Borchmeyer laughs, »We saw »Liebestod« only this summer in Avignon, a little more than two months ago! And then we decided to do something ambitious, insane really: to bring an extremely complicated show to the Schaubühne at short notice, one involving special permits, with babies and animals on stage. We had space due to a cancellation and this also allowed us to make her our first »artist in focus« with two shows that have not yet been seen in Berlin. As for why we chose her, it is because she is one of the world’s most impressive theatre artists«.

I suggest, »I think you use the word »artist« judiciously, as she can’t quite be reduced to the singular words »actor«, »playwright«, or even »director««.

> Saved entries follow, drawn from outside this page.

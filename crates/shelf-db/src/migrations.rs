//! # Schema Migrations
//!
//! The SQL under `migrations/sqlite/` is compiled into the binary and applied
//! by [`Database::new`](crate::Database::new) unless the config opts out.
//!
//! ```text
//!  001_initial_schema.sql   persons, copies, checkouts, holds, fines
//!                           + partial unique indexes for open checkouts
//!                             and pending holds
//! ```
//!
//! Applied versions are tracked by sqlx in `_sqlx_migrations`. Released
//! files are never edited; schema changes go in a new `NNN_name.sql`.

use sqlx::SqlitePool;
use tracing::{debug, info};

use crate::error::DbResult;

static MIGRATOR: sqlx::migrate::Migrator = sqlx::migrate!("../../migrations/sqlite");

/// How far a store is behind the embedded schema.
#[derive(Debug, Clone, Copy, PartialEq, Eq)]
pub struct MigrationStatus {
    pub embedded: usize,
    pub applied: usize,
    /// Highest applied version, `None` on a fresh store.
    pub latest: Option<i64>,
}

impl MigrationStatus {
    pub fn pending(&self) -> usize {
        self.embedded.saturating_sub(self.applied)
    }

    pub fn is_current(&self) -> bool {
        self.pending() == 0
    }
}

/// Applies every embedded migration the store has not seen yet.
pub async fn run_migrations(pool: &SqlitePool) -> DbResult<()> {
    for migration in MIGRATOR.iter() {
        debug!(version = migration.version, name = %migration.description, "Embedded migration");
    }

    MIGRATOR.run(pool).await?;

    info!(embedded = MIGRATOR.migrations.len(), "Shelf schema is current");
    Ok(())
}

/// Reports applied versus embedded migrations.
pub async fn migration_status(pool: &SqlitePool) -> DbResult<MigrationStatus> {
    let tracked: i64 = sqlx::query_scalar(
        "SELECT COUNT(*) FROM sqlite_master WHERE type = 'table' AND name = '_sqlx_migrations'",
    )
    .fetch_one(pool)
    .await?;

    let (applied, latest) = if tracked == 0 {
        (0, None)
    } else {
        sqlx::query_as::<_, (i64, Option<i64>)>(
            "SELECT COUNT(*), MAX(version) FROM _sqlx_migrations WHERE success = 1",
        )
        .fetch_one(pool)
        .await?
    };

    Ok(MigrationStatus {
        embedded: MIGRATOR.migrations.len(),
        applied: applied as usize,
        latest,
    })
}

»Yes, but her perhaps most impressive point is her text performance. She is an amazing spoken poetry performer. Her texts are voluminous and also violent. But also very human, touching and emotive. Her performing technique reminds me of a tender machine gun. There is extreme speed and power in her execution. These texts are about very contemporary problems, often from a completely irreverent and often not very politically correct perspective. Sometimes, she is classified as a feminist, although she refutes this. She is not about sustainability, or about social problems. She is about love and art, or their absence. That’s what interests her. She is nourished by the counterculture avant-garde – think Artaud – and also by the counterculture of philosophy––think Foucault. I see connections too to Marina Abramovic, to Buñuel, and the Spanish avant-garde of the early 20th-century«.

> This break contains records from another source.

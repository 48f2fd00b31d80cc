//! # Person Repository
//!
//! People, their capability sets and limits. The password hash column is
//! only reachable through [`set_password_hash`] and [`password_hash`].

use sqlx::types::Json;
use sqlx::SqliteConnection;
use tracing::debug;

use crate::error::{DbError, DbResult};
use shelf_core::Person;

const PERSON_COLUMNS: &str = "id, name, email, permissions, limit_books, limit_days, created_at";

/// Inserts a new person, optionally with an already-hashed password.
pub async fn insert(
    conn: &mut SqliteConnection,
    person: &Person,
    password_hash: Option<&str>,
) -> DbResult<()> {
    debug!(person_id = %person.id, "Inserting person");

    sqlx::query(
        r#"
        INSERT INTO persons (
            id, name, email, password_hash, permissions, limit_books, limit_days, created_at
        ) VALUES (?1, ?2, ?3, ?4, ?5, ?6, ?7, ?8)
        "#,
    )
    .bind(&person.id)
    .bind(&person.name)
    .bind(&person.email)
    .bind(password_hash)
    .bind(Json(&person.permissions))
    .bind(person.limits.books)
    .bind(person.limits.days)
    .bind(person.created_at)
    .execute(&mut *conn)
    .await?;

    Ok(())
}

/// Gets a person by ID.
pub async fn get(conn: &mut SqliteConnection, id: &str) -> DbResult<Option<Person>> {
    let sql = format!("SELECT {} FROM persons WHERE id = ?1", PERSON_COLUMNS);
    let person = sqlx::query_as::<_, Person>(&sql)
        .bind(id)
        .fetch_optional(&mut *conn)
        .await?;

    Ok(person)
}

/// Writes name, email, permissions and limits back.
///
/// ## Returns
/// * `Ok(())` - Update successful
/// * `Err(DbError::NotFound)` - Person doesn't exist
pub async fn update(conn: &mut SqliteConnection, person: &Person) -> DbResult<()> {
    debug!(person_id = %person.id, "Updating person");

    let result = sqlx::query(
        r#"
        UPDATE persons SET
            name = ?2,
            email = ?3,
            permissions = ?4,
            limit_books = ?5,
            limit_days = ?6
        WHERE id = ?1
        "#,
    )
    .bind(&person.id)
    .bind(&person.name)
    .bind(&person.email)
    .bind(Json(&person.permissions))
    .bind(person.limits.books)
    .bind(person.limits.days)
    .execute(&mut *conn)
    .await?;

    if result.rows_affected() == 0 {
        return Err(DbError::not_found("Person", &person.id));
    }

    Ok(())
}

/// Replaces the stored password hash.
pub async fn set_password_hash(conn: &mut SqliteConnection, id: &str, hash: &str) -> DbResult<()> {
    let result = sqlx::query("UPDATE persons SET password_hash = ?2 WHERE id = ?1")
        .bind(id)
        .bind(hash)
        .execute(&mut *conn)
        .await?;

    if result.rows_affected() == 0 {
        return Err(DbError::not_found("Person", id));
    }

    Ok(())
}

/// The stored password hash, if one was ever set.
pub async fn password_hash(conn: &mut SqliteConnection, id: &str) -> DbResult<Option<String>> {
    let hash: Option<Option<String>> =
        sqlx::query_scalar("SELECT password_hash FROM persons WHERE id = ?1")
            .bind(id)
            .fetch_optional(&mut *conn)
            .await?;

    Ok(hash.flatten())
}

/// Counts people (for diagnostics and the seed tool).
pub async fn count(conn: &mut SqliteConnection) -> DbResult<i64> {
    let count: i64 = sqlx::query_scalar("SELECT COUNT(*) FROM persons")
        .fetch_one(&mut *conn)
        .await?;

    Ok(count)
}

»The Schaubühne has been consistently bringing her work to our stage over the past years. Is this to expose Berlin to theatre that is atypical here, or to a level of fury and emotion to which we are unaccustomed?« I ask.

Borchmeyer says, »I would say that there are a variety of styles in Berlin but that she doesn’t fit into any of the genres that exist here. She is, of course, not Kammerspiel, nor is she post-dramatic. She doesn’t do anti-representational theatre. She is completely sui generis in her style. She is contemporary but mixes her work with elements that are completely against modernity. She is interested in the Old Masters of painting, for example, (and will even leading a small group through the Gemäldegalerie while she is here, to speak about Caravaggio). But this encounter is not humanist. German theatre is still a moral institution. She is an immoral institution. That is something which makes her like a UFO in the German theatre tradition. People here are fascinated by it, it challenges them, because it is not what we know«.

»Her first performance at FIND is »Liebestod«, which does reach deeply into both the German, and Spanish tradition, bringing together the unlikely combination of Wagner and bullfighting«, I say.

»Yes, case in point. She reflects on Wagner while glorifying bullfighting. This really should be an impossible field of exploration, and you can imagine that it’s not designed to make her the darling of the German left. What I found interesting is her passion for the bullfighter, Juan Belmonte. He had a disability and this impediment made him develop particular bullfighting techniques, which required remaining very still. In some sense, her reflection on bullfighting is a spiritual, rather than an intellectual practice.

Borchmeyer concludes, »The subtitle of the piece is »El olor a sangre no se me quita de los ojos«. The smell of blood won’t leave my eyes. It’s a synaesthetic, Baudelairian image. In this is the clue to her interest in Richard Wagner, and his »Tristan und Isolde«. The theme of death is something that combines bullfighting and Tristan: the bullfight is a place of death, someone has to die in the end, most of the time the bull. But there is always the risk that the bullfighter will be killed himself. Like a soldier, he is always exposed to death. Tristan too is dominated by death as the only spiritual solution. This obsession is something she works through in the play. Something we can’t quite get out of our eyes«.